The cortex is also linked to the ER domain surface, as seen when it is split into layers in blebs or upon formin inhibition. Firm attachment between a dense subcortical ER and the actin cortex has previously been observed in Xenopus eggs during “cortical rotation,” where the F-actin sheet is moved relative to the yolk-filled deep cytoplasm by the kinesin-dependent translocation of the associated peripheral ER (Houliston and Elinson, 1991). Another cortex–ER link underlies the F-actin–dependent parallel retrograde movement of cell surface–attached beads, microtubules, and ER in Xenopus A6 cells (Terasaki and Reese, 1994). In a regulatory role, subcortical ER recruited to the cortex of a cell’s trailing edge can generate Ca2+ gradients to activate actomyosin contraction (Witze et al., 2013). Thus, the ER domain surface should be considered a significant determinant of cell mechanics, and the molecular mechanism of cortex–ER interaction of respective interest.

At the ER domain surface, F-actin is not assembled, and any remnants of a cortex are rapidly dissolved in normal and TBB-inhibited blebs. A simple interpretation would be that the cortex is assembled at the membrane and gradually disassembled as it moves away from the membrane, implying an inward flow of F-actin from cell membrane to ER domain surface. A Pk1-Dvl2-CKII–independent form of cortical F-actin is seen only in Pk1-Dvl2-CKII–inhibited cells. In blebs, its assembly is membrane independent, and it is stable on the ER domain surface. Since no stable residue of the cortex occurs in untreated blebs, this structure is possibly an inhibition artifact.
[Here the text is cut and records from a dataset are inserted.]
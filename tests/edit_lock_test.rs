//! Edit session flow: lease marker, pre-edit backup, and the index patch
//! applied when a session finishes.

use std::fs;
use std::path::Path;

use chrono::{Local, TimeZone};
use tempfile::TempDir;

use zettelkasten::config::{BackupConfig, TrashConfig};
use zettelkasten::lock;
use zettelkasten::note::create_note;
use zettelkasten::note::edit::begin_edit;
use zettelkasten::{load_index, Config, Error, FixedClock, FrontMatterCodec, NoteType};

fn test_config(root: &Path) -> Config {
    Config {
        note_dir: root.join("notes").to_string_lossy().to_string(),
        editor: String::new(),
        zettel_json: root.join("zettel.json").to_string_lossy().to_string(),
        archive_dir: root.join("archive").to_string_lossy().to_string(),
        backup: BackupConfig {
            backup_dir: root.join("backups").to_string_lossy().to_string(),
            ..Default::default()
        },
        trash: TrashConfig {
            trash_dir: root.join("trash").to_string_lossy().to_string(),
            ..Default::default()
        },
    }
}

fn noon_clock() -> FixedClock {
    FixedClock(Local.with_ymd_and_hms(2024, 6, 1, 12, 0, 0).unwrap())
}

#[test]
fn test_edit_session_full_cycle() {
    let root = TempDir::new().unwrap();
    let config = test_config(root.path());
    let clock = noon_clock();

    let created = create_note(&config, &clock, "Draft", NoteType::Fleeting, Vec::new()).unwrap();
    assert_eq!(created.note_id, "20240601120000");

    let session = begin_edit(&config, &clock, "1").unwrap();
    let lock_file = lock::lock_path(&config.notes_path(), "20240601120000");
    assert!(lock_file.exists());
    assert!(session.backup_path().exists());

    // Simulate the editor changing title and timestamps.
    let content = fs::read_to_string(session.note_path()).unwrap();
    let (mut front_matter, body) = FrontMatterCodec::parse(&content).unwrap();
    front_matter.title = "Renamed".to_string();
    front_matter.updated_at = "2024-06-01 13:00:00".to_string();
    let rewritten = FrontMatterCodec::serialize(&front_matter, &body).unwrap();
    fs::write(session.note_path(), rewritten).unwrap();

    session.finish().unwrap();
    assert!(!lock_file.exists());

    let zettels = load_index(&config.index_path()).unwrap();
    assert_eq!(zettels[0].title, "Renamed");
    assert_eq!(zettels[0].updated_at, "2024-06-01 13:00:00");
}

#[test]
fn test_second_editor_is_rejected_while_session_open() {
    let root = TempDir::new().unwrap();
    let config = test_config(root.path());
    let clock = noon_clock();

    create_note(&config, &clock, "Contested", NoteType::Fleeting, Vec::new()).unwrap();

    let session = begin_edit(&config, &clock, "20240601120000").unwrap();

    let err = begin_edit(&config, &clock, "20240601120000").unwrap_err();
    match err {
        Error::LockConflict { note_key, holder } => {
            assert_eq!(note_key, "20240601120000");
            assert!(holder.contains(&std::process::id().to_string()), "got {}", holder);
        }
        other => panic!("expected a lock conflict, got {:?}", other),
    }

    let record = lock::current_holder(&config.notes_path(), "20240601120000").unwrap();
    assert_eq!(record.pid, std::process::id());

    // Once the first session is gone the note can be edited again.
    drop(session);
    let reopened = begin_edit(&config, &clock, "20240601120000").unwrap();
    reopened.finish().unwrap();
}

#[test]
fn test_abandoned_session_releases_lock_without_index_patch() {
    let root = TempDir::new().unwrap();
    let config = test_config(root.path());
    let clock = noon_clock();

    create_note(&config, &clock, "Abandoned", NoteType::Fleeting, Vec::new()).unwrap();

    {
        let session = begin_edit(&config, &clock, "1").unwrap();
        let content = fs::read_to_string(session.note_path()).unwrap();
        let (mut front_matter, body) = FrontMatterCodec::parse(&content).unwrap();
        front_matter.title = "Half done".to_string();
        let rewritten = FrontMatterCodec::serialize(&front_matter, &body).unwrap();
        fs::write(session.note_path(), rewritten).unwrap();
        // Dropped without finish.
    }

    assert!(!lock::lock_path(&config.notes_path(), "20240601120000").exists());

    // The file keeps the edit, the index keeps its pre-edit record.
    let zettels = load_index(&config.index_path()).unwrap();
    assert_eq!(zettels[0].title, "Abandoned");
}

#[test]
fn test_backup_snapshots_state_before_the_edit() {
    let root = TempDir::new().unwrap();
    let config = test_config(root.path());
    let clock = noon_clock();

    create_note(&config, &clock, "Original", NoteType::Permanent, Vec::new()).unwrap();

    let session = begin_edit(&config, &clock, "1").unwrap();
    let backup_path = session.backup_path().to_path_buf();
    assert_eq!(
        backup_path.file_name().unwrap().to_string_lossy(),
        "20240601120000_20240601T120000.md"
    );

    fs::write(session.note_path(), "overwritten entirely\n").unwrap();

    let backup = fs::read_to_string(&backup_path).unwrap();
    assert!(backup.contains("title: Original"));
    assert!(backup.contains("## Original"));
}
The actomyosin cortex integrates diverse signals into a unified mechanical response—cortical tension, whose spatial and temporal modulation determines cell shapes, motility, and adhesion (Kashkooli et al., 2021). Some of the input signals could originate from PCP pathways. In Xenopus, cortical tension regulation is involved in ectoderm–mesoderm boundary formation (Canty et al., 2017), a process that requires Dvl2 and Pk1 downregulation at the boundary (Luu et al., 2015). Importantly, in many cells, adhesion strength corresponds to a difference between cortical tensions at free and contacting cell surfaces (Brodland and Chen, 2000; Foty and Steinberg, 2005; Manning et al., 2010; Winklbauer, 2015), and in Xenopus ectoderm, the adhesion molecule C-cadherin regulates this tension differential (David et al., 2014). Pk1 and Dvl2 knockdown likewise affect the respective tensions, and thus adhesion strength measured as tissue surface tension.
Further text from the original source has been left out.